DeltaNet and Beyond: The Next Generation of Scalable RNNs

Speaker

Songlin Yang
MIT Computer Science and Artificial Intelligence Laboratory (CSAIL)

Host

Shannon Shen
MIT CSAIL

Abstract: 
Hardware-efficient variants of RNNs are receiving renewed attention for their scalability in training and inference, offering an attractive alternative to self-attention. Notable examples include Mamba, RWKV, GLA, DeltaNet, and xLSTM. In this talk, I will introduce DeltaNet, a linear RNN that combines strong in-context retrieval and state tracking with hardware-efficient training.
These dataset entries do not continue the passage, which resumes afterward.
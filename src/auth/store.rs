use anyhow::{Context, Result};
use chrono::{DateTime, Utc};
use std::sync::Arc;
use tokio::sync::RwLock;

use super::storage::{
    KeyValueStore, ACCESS_TOKEN_KEY, PERSISTED_SESSION_KEY, REFRESH_TOKEN_KEY, SESSION_KEYS,
};
use super::types::Credentials;

/// Credential store
/// Single authoritative token pair shared by every service client
///
/// Writes are mirrored into an optional durable [`KeyValueStore`]. Mirror
/// failures are logged and never fail the in-memory update.
pub struct CredentialStore {
    /// Current token pair
    credentials: RwLock<Credentials>,

    /// Time of the last successful access token update
    last_refreshed: RwLock<Option<DateTime<Utc>>>,

    /// Durable mirror (session file, browser-like storage)
    mirror: Option<Arc<dyn KeyValueStore>>,
}

impl Default for CredentialStore {
    fn default() -> Self {
        Self::new()
    }
}

impl CredentialStore {
    /// Create an empty, memory-only store
    pub fn new() -> Self {
        Self {
            credentials: RwLock::new(Credentials::default()),
            last_refreshed: RwLock::new(None),
            mirror: None,
        }
    }

    /// Create an empty store mirrored into `mirror`
    pub fn with_mirror(mirror: Arc<dyn KeyValueStore>) -> Self {
        Self {
            mirror: Some(mirror),
            ..Self::new()
        }
    }

    /// Create a store holding the given tokens (not mirrored)
    pub fn with_tokens(access_token: Option<String>, refresh_token: Option<String>) -> Self {
        Self {
            credentials: RwLock::new(Credentials {
                access_token,
                refresh_token,
            }),
            ..Self::new()
        }
    }

    /// Restore the session persisted in `mirror`
    ///
    /// Individual token keys win over the aggregated session entry.
    pub fn restore(mirror: Arc<dyn KeyValueStore>) -> Result<Self> {
        let aggregated: Credentials = match mirror.get(PERSISTED_SESSION_KEY)? {
            Some(raw) => serde_json::from_str(&raw)
                .context("Failed to parse persisted session entry")?,
            None => Credentials::default(),
        };

        let credentials = Credentials {
            access_token: mirror.get(ACCESS_TOKEN_KEY)?.or(aggregated.access_token),
            refresh_token: mirror.get(REFRESH_TOKEN_KEY)?.or(aggregated.refresh_token),
        };

        if credentials.is_empty() {
            tracing::debug!("No persisted session found");
        } else {
            tracing::info!(
                has_access_token = credentials.access_token.is_some(),
                has_refresh_token = credentials.refresh_token.is_some(),
                "Restored persisted session"
            );
        }

        Ok(Self {
            credentials: RwLock::new(credentials),
            last_refreshed: RwLock::new(None),
            mirror: Some(mirror),
        })
    }

    pub async fn access_token(&self) -> Option<String> {
        self.credentials.read().await.access_token.clone()
    }

    pub async fn refresh_token(&self) -> Option<String> {
        self.credentials.read().await.refresh_token.clone()
    }

    /// Snapshot of the current token pair
    pub async fn credentials(&self) -> Credentials {
        self.credentials.read().await.clone()
    }

    pub async fn is_authenticated(&self) -> bool {
        self.credentials.read().await.access_token.is_some()
    }

    pub async fn last_refreshed(&self) -> Option<DateTime<Utc>> {
        *self.last_refreshed.read().await
    }

    /// Replace the whole token pair (login path)
    pub async fn set_tokens(&self, access_token: String, refresh_token: Option<String>) {
        let mut creds = self.credentials.write().await;
        creds.access_token = Some(access_token);
        creds.refresh_token = refresh_token;
        let snapshot = creds.clone();
        *self.last_refreshed.write().await = Some(Utc::now());

        self.mirror_write(move |mirror| {
            if let Some(ref token) = snapshot.access_token {
                mirror.set(ACCESS_TOKEN_KEY, token)?;
            }
            match snapshot.refresh_token {
                Some(ref token) => mirror.set(REFRESH_TOKEN_KEY, token)?,
                None => mirror.remove(REFRESH_TOKEN_KEY)?,
            }
            let aggregated = serde_json::to_string(&snapshot)?;
            mirror.set(PERSISTED_SESSION_KEY, &aggregated)
        })
        .await;
    }

    /// Overwrite the access token in place
    pub async fn set_access_token(&self, token: String) {
        let mut creds = self.credentials.write().await;
        creds.access_token = Some(token.clone());
        *self.last_refreshed.write().await = Some(Utc::now());

        self.mirror_write(move |mirror| mirror.set(ACCESS_TOKEN_KEY, &token))
            .await;
    }

    /// Overwrite the refresh token in place (rotation)
    pub async fn set_refresh_token(&self, token: String) {
        let mut creds = self.credentials.write().await;
        creds.refresh_token = Some(token.clone());

        self.mirror_write(move |mirror| mirror.set(REFRESH_TOKEN_KEY, &token))
            .await;
    }

    /// Erase both tokens and every mirrored session key
    ///
    /// Returns true if any token was held before the call.
    pub async fn clear(&self) -> bool {
        let mut creds = self.credentials.write().await;
        let had_tokens = !creds.is_empty();
        *creds = Credentials::default();
        *self.last_refreshed.write().await = None;

        self.mirror_write(|mirror| {
            for key in SESSION_KEYS {
                mirror.remove(key)?;
            }
            Ok(())
        })
        .await;
        drop(creds);

        if had_tokens {
            tracing::info!("Credentials cleared");
        }
        had_tokens
    }

    /// Run a mirror update on the blocking pool
    ///
    /// Callers hold the credentials write guard, so mirror writes land in the
    /// same order as the in-memory updates.
    async fn mirror_write<F>(&self, f: F)
    where
        F: FnOnce(&dyn KeyValueStore) -> Result<()> + Send + 'static,
    {
        let Some(mirror) = self.mirror.clone() else {
            return;
        };

        match tokio::task::spawn_blocking(move || f(mirror.as_ref())).await {
            Ok(Ok(())) => {}
            Ok(Err(e)) => {
                tracing::warn!(error = %e, "Failed to update durable session mirror");
            }
            Err(e) => {
                tracing::warn!(error = %e, "Durable session mirror task failed");
            }
        }
    }
}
I will motivate DeltaNet from an in-context learning perspective and discuss strategies for scaling it effectively. The talk will also explore DeltaNet’s connections to recent developments such as test-time training (TTT) and Titans, along with emerging extensions including Gated DeltaNet, RWKV-7, DeltaProduct, LongHorn and Mesa layer. 

Bio: 
Songlin Yang is a second-year Ph.D. student at MIT CSAIL, advised by Prof. Yoon Kim. Her research focuses on hardware-aware algorithms for efficient sequence modeling, with a particular emphasis on linear attention models. She is the lead contributor to the Flash Linear Attention library.